▶ **EXERCISE AIM**:
Restate the records so that not a single word differs.
-------- EXCERPTED DATA --------
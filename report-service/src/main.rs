use std::{path::Path, sync::Arc, time::Duration};

use anyhow::Result;
use report_service::{
    config::AppConfig,
    metrics_server, observability,
    monitor::FileMonitor,
    processor::ReportProcessor,
    repository::XmlRepository,
    validate::{ReferenceDataValidator, ReportValidator},
};

#[tokio::main]
async fn main() -> Result<()> {
    observability::init_tracing();

    // Load configuration
    let cfg = AppConfig::load()?;

    // Start metrics server if configured
    if let Some(metrics_cfg) = &cfg.metrics {
        metrics_server::init(&metrics_cfg.bind_addr)?;
    }

    let monitor_cfg = &cfg.monitor;

    // One repository per document type, constructed explicitly with its
    // validator; the output repository stays unvalidated on load but the
    // calculation engine only ever hands it well-formed documents.
    let processor = Arc::new(ReportProcessor::new(
        XmlRepository::with_validator(Arc::new(ReportValidator)),
        XmlRepository::with_validator(Arc::new(ReferenceDataValidator)),
        XmlRepository::new(),
    ));

    let mut monitor = FileMonitor::new(
        processor,
        Duration::from_millis(monitor_cfg.debounce_ms),
        monitor_cfg.max_retries,
        Duration::from_millis(monitor_cfg.retry_backoff_ms),
    );

    monitor.start_monitoring(
        Path::new(&monitor_cfg.input_folder_path),
        Path::new(&monitor_cfg.output_folder_path),
        Path::new(&monitor_cfg.reference_data_path),
    )?;

    tracing::info!("watching for generation reports, ctrl-c to stop");
    tokio::signal::ctrl_c().await?;

    monitor.stop_monitoring();
    Ok(())
}
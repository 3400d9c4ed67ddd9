use rust_decimal::Decimal;
use serde::{Deserialize, Serialize};
use time::OffsetDateTime;

/// Root element of an incoming generation report.
///
/// Each fuel section is optional in the document; a missing section simply
/// contributes no generators.
#[derive(Debug, Clone, Default, PartialEq, Serialize, Deserialize)]
#[serde(rename = "GenerationReport", rename_all = "PascalCase")]
pub struct GenerationReport {
    #[serde(skip_serializing_if = "Option::is_none")]
    pub wind: Option<WindSection>,
    #[serde(skip_serializing_if = "Option::is_none")]
    pub gas: Option<GasSection>,
    #[serde(skip_serializing_if = "Option::is_none")]
    pub coal: Option<CoalSection>,
}

impl GenerationReport {
    /// Flattened view over all generators, in stable Wind -> Gas -> Coal
    /// document order.
    pub fn generators(&self) -> impl Iterator<Item = GeneratorRef<'_>> {
        let wind = self
            .wind
            .iter()
            .flat_map(|s| s.generators.iter().map(GeneratorRef::Wind));
        let gas = self
            .gas
            .iter()
            .flat_map(|s| s.generators.iter().map(GeneratorRef::Gas));
        let coal = self
            .coal
            .iter()
            .flat_map(|s| s.generators.iter().map(GeneratorRef::Coal));
        wind.chain(gas).chain(coal)
    }
}

#[derive(Debug, Clone, Default, PartialEq, Serialize, Deserialize)]
pub struct WindSection {
    #[serde(rename = "WindGenerator", default)]
    pub generators: Vec<WindGenerator>,
}

#[derive(Debug, Clone, Default, PartialEq, Serialize, Deserialize)]
pub struct GasSection {
    #[serde(rename = "GasGenerator", default)]
    pub generators: Vec<GasGenerator>,
}

#[derive(Debug, Clone, Default, PartialEq, Serialize, Deserialize)]
pub struct CoalSection {
    #[serde(rename = "CoalGenerator", default)]
    pub generators: Vec<CoalGenerator>,
}

#[derive(Debug, Clone, Default, PartialEq, Serialize, Deserialize)]
#[serde(rename_all = "PascalCase")]
pub struct WindGenerator {
    pub name: String,
    #[serde(default)]
    pub generation: GenerationData,
    pub location: String,
}

impl WindGenerator {
    pub fn generator_type(&self) -> GeneratorType {
        if self.location.eq_ignore_ascii_case("Offshore") {
            GeneratorType::OffshoreWind
        } else {
            GeneratorType::OnshoreWind
        }
    }
}

#[derive(Debug, Clone, Default, PartialEq, Serialize, Deserialize)]
#[serde(rename_all = "PascalCase")]
pub struct GasGenerator {
    pub name: String,
    #[serde(default)]
    pub generation: GenerationData,
    pub emissions_rating: Decimal,
}

#[derive(Debug, Clone, Default, PartialEq, Serialize, Deserialize)]
#[serde(rename_all = "PascalCase")]
pub struct CoalGenerator {
    pub name: String,
    #[serde(default)]
    pub generation: GenerationData,
    pub emissions_rating: Decimal,
    pub total_heat_input: Decimal,
    pub actual_net_generation: Decimal,
}

#[derive(Debug, Clone, Default, PartialEq, Serialize, Deserialize)]
pub struct GenerationData {
    #[serde(rename = "Day", default)]
    pub days: Vec<GenerationDay>,
}

#[derive(Debug, Clone, PartialEq, Serialize, Deserialize)]
#[serde(rename_all = "PascalCase")]
pub struct GenerationDay {
    #[serde(with = "time::serde::rfc3339")]
    pub date: OffsetDateTime,
    pub energy: Decimal,
    pub price: Decimal,
}

/// Generator classification, fixed at load time from the generator's static
/// fields and never mutated afterwards.
#[derive(Debug, Clone, Copy, PartialEq, Eq, Hash)]
pub enum GeneratorType {
    OffshoreWind,
    OnshoreWind,
    Gas,
    Coal,
}

impl std::fmt::Display for GeneratorType {
    fn fmt(&self, f: &mut std::fmt::Formatter<'_>) -> std::fmt::Result {
        let name = match self {
            Self::OffshoreWind => "OffshoreWind",
            Self::OnshoreWind => "OnshoreWind",
            Self::Gas => "Gas",
            Self::Coal => "Coal",
        };
        f.write_str(name)
    }
}

/// Borrowed view of a generator of any fuel family.
///
/// The closed set of variants carries exactly the fields relevant to each
/// family; emissions rating is exposed as an `Option` so callers never
/// reach into a variant that has none.
#[derive(Debug, Clone, Copy)]
pub enum GeneratorRef<'a> {
    Wind(&'a WindGenerator),
    Gas(&'a GasGenerator),
    Coal(&'a CoalGenerator),
}

impl<'a> GeneratorRef<'a> {
    pub fn name(&self) -> &'a str {
        match self {
            Self::Wind(g) => &g.name,
            Self::Gas(g) => &g.name,
            Self::Coal(g) => &g.name,
        }
    }

    pub fn days(&self) -> &'a [GenerationDay] {
        match self {
            Self::Wind(g) => &g.generation.days,
            Self::Gas(g) => &g.generation.days,
            Self::Coal(g) => &g.generation.days,
        }
    }

    pub fn generator_type(&self) -> GeneratorType {
        match self {
            Self::Wind(g) => g.generator_type(),
            Self::Gas(_) => GeneratorType::Gas,
            Self::Coal(_) => GeneratorType::Coal,
        }
    }

    /// Emissions rating for fossil-fuel generators, `None` for wind.
    pub fn emissions_rating(&self) -> Option<Decimal> {
        match self {
            Self::Wind(_) => None,
            Self::Gas(g) => Some(g.emissions_rating),
            Self::Coal(g) => Some(g.emissions_rating),
        }
    }

    pub fn is_fossil(&self) -> bool {
        matches!(self, Self::Gas(_) | Self::Coal(_))
    }
}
--------
▶ **YOUR SOLUTION**:
filename report-service/src/main.rs
use std::{path::Path, sync::Arc, time::Duration};

use anyhow::Result;
use report_service::{
    config::AppConfig,
    metrics_server, observability,
    monitor::FileMonitor,
    processor::ReportProcessor,
    repository::XmlRepository,
    validate::{ReferenceDataValidator, ReportValidator},
};

#[tokio::main]
async fn main() -> Result<()> {
    observability::init_tracing();

    // Load configuration
    let cfg = AppConfig::load()?;

    // Start metrics server if configured
    if let Some(metrics_cfg) = &cfg.metrics {
        metrics_server::init(&metrics_cfg.bind_addr)?;
    }

    let monitor_cfg = &cfg.monitor;

    // One repository per document type, constructed explicitly with its
    // validator; the output repository stays unvalidated on load but the
    // calculation engine only ever hands it well-formed documents.
    let processor = Arc::new(ReportProcessor::new(
        XmlRepository::with_validator(Arc::new(ReportValidator)),
        XmlRepository::with_validator(Arc::new(ReferenceDataValidator)),
        XmlRepository::new(),
    ));

    let mut monitor = FileMonitor::new(
        processor,
        Duration::from_millis(monitor_cfg.debounce_ms),
        monitor_cfg.max_retries,
        Duration::from_millis(monitor_cfg.retry_backoff_ms),
    );

    monitor.start_monitoring(
        Path::new(&monitor_cfg.input_folder_path),
        Path::new(&monitor_cfg.output_folder_path),
        Path::new(&monitor_cfg.reference_data_path),
    )?;

    tracing::info!("watching for generation reports, ctrl-c to stop");
    tokio::signal::ctrl_c().await?;

    monitor.stop_monitoring();
    Ok(())
}
repository 3400d9c4ed67ddd9
use rust_decimal::Decimal;
use serde::{Deserialize, Serialize};
use time::OffsetDateTime;

/// Root element of an incoming generation report.
///
/// Each fuel section is optional in the document; a missing section simply
/// contributes no generators.
#[derive(Debug, Clone, Default, PartialEq, Serialize, Deserialize)]
#[serde(rename = "GenerationReport", rename_all = "PascalCase")]
pub struct GenerationReport {
    #[serde(skip_serializing_if = "Option::is_none")]
    pub wind: Option<WindSection>,
    #[serde(skip_serializing_if = "Option::is_none")]
    pub gas: Option<GasSection>,
    #[serde(skip_serializing_if = "Option::is_none")]
    pub coal: Option<CoalSection>,
}

impl GenerationReport {
    /// Flattened view over all generators, in stable Wind -> Gas -> Coal
    /// document order.
    pub fn generators(&self) -> impl Iterator<Item = GeneratorRef<'_>> {
        let wind = self
            .wind
            .iter()
            .flat_map(|s| s.generators.iter().map(GeneratorRef::Wind));
        let gas = self
            .gas
            .iter()
            .flat_map(|s| s.generators.iter().map(GeneratorRef::Gas));
        let coal = self
            .coal
            .iter()
            .flat_map(|s| s.generators.iter().map(GeneratorRef::Coal));
        wind.chain(gas).chain(coal)
    }
}

#[derive(Debug, Clone, Default, PartialEq, Serialize, Deserialize)]
pub struct WindSection {
    #[serde(rename = "WindGenerator", default)]
    pub generators: Vec<WindGenerator>,
}

#[derive(Debug, Clone, Default, PartialEq, Serialize, Deserialize)]
pub struct GasSection {
    #[serde(rename = "GasGenerator", default)]
    pub generators: Vec<GasGenerator>,
}

#[derive(Debug, Clone, Default, PartialEq, Serialize, Deserialize)]
pub struct CoalSection {
    #[serde(rename = "CoalGenerator", default)]
    pub generators: Vec<CoalGenerator>,
}

#[derive(Debug, Clone, Default, PartialEq, Serialize, Deserialize)]
#[serde(rename_all = "PascalCase")]
pub struct WindGenerator {
    pub name: String,
    #[serde(default)]
    pub generation: GenerationData,
    pub location: String,
}

impl WindGenerator {
    pub fn generator_type(&self) -> GeneratorType {
        if self.location.eq_ignore_ascii_case("Offshore") {
            GeneratorType::OffshoreWind
        } else {
            GeneratorType::OnshoreWind
        }
    }
}

#[derive(Debug, Clone, Default, PartialEq, Serialize, Deserialize)]
#[serde(rename_all = "PascalCase")]
pub struct GasGenerator {
    pub name: String,
    #[serde(default)]
    pub generation: GenerationData,
    pub emissions_rating: Decimal,
}

#[derive(Debug, Clone, Default, PartialEq, Serialize, Deserialize)]
#[serde(rename_all = "PascalCase")]
pub struct CoalGenerator {
    pub name: String,
    #[serde(default)]
    pub generation: GenerationData,
    pub emissions_rating: Decimal,
    pub total_heat_input: Decimal,
    pub actual_net_generation: Decimal,
}

#[derive(Debug, Clone, Default, PartialEq, Serialize, Deserialize)]
pub struct GenerationData {
    #[serde(rename = "Day", default)]
    pub days: Vec<GenerationDay>,
}

#[derive(Debug, Clone, PartialEq, Serialize, Deserialize)]
#[serde(rename_all = "PascalCase")]
pub struct GenerationDay {
    #[serde(with = "time::serde::rfc3339")]
    pub date: OffsetDateTime,
    pub energy: Decimal,
    pub price: Decimal,
}

/// Generator classification, fixed at load time from the generator's static
/// fields and never mutated afterwards.
#[derive(Debug, Clone, Copy, PartialEq, Eq, Hash)]
pub enum GeneratorType {
    OffshoreWind,
    OnshoreWind,
    Gas,
    Coal,
}

impl std::fmt::Display for GeneratorType {
    fn fmt(&self, f: &mut std::fmt::Formatter<'_>) -> std::fmt::Result {
        let name = match self {
            Self::OffshoreWind => "OffshoreWind",
            Self::OnshoreWind => "OnshoreWind",
            Self::Gas => "Gas",
            Self::Coal => "Coal",
        };
        f.write_str(name)
    }
}

/// Borrowed view of a generator of any fuel family.
///
/// The closed set of variants carries exactly the fields relevant to each
/// family; emissions rating is exposed as an `Option` so callers never
/// reach into a variant that has none.
#[derive(Debug, Clone, Copy)]
pub enum GeneratorRef<'a> {
    Wind(&'a WindGenerator),
    Gas(&'a GasGenerator),
    Coal(&'a CoalGenerator),
}

impl<'a> GeneratorRef<'a> {
    pub fn name(&self) -> &'a str {
        match self {
            Self::Wind(g) => &g.name,
            Self::Gas(g) => &g.name,
            Self::Coal(g) => &g.name,
        }
    }

    pub fn days(&self) -> &'a [GenerationDay] {
        match self {
            Self::Wind(g) => &g.generation.days,
            Self::Gas(g) => &g.generation.days,
            Self::Coal(g) => &g.generation.days,
        }
    }

    pub fn generator_type(&self) -> GeneratorType {
        match self {
            Self::Wind(g) => g.generator_type(),
            Self::Gas(_) => GeneratorType::Gas,
            Self::Coal(_) => GeneratorType::Coal,
        }
    }

    /// Emissions rating for fossil-fuel generators, `None` for wind.
    pub fn emissions_rating(&self) -> Option<Decimal> {
        match self {
            Self::Wind(_) => None,
            Self::Gas(g) => Some(g.emissions_rating),
            Self::Coal(g) => Some(g.emissions_rating),
        }
    }

    pub fn is_fossil(&self) -> bool {
        matches!(self, Self::Gas(_) | Self::Coal(_))
    }
}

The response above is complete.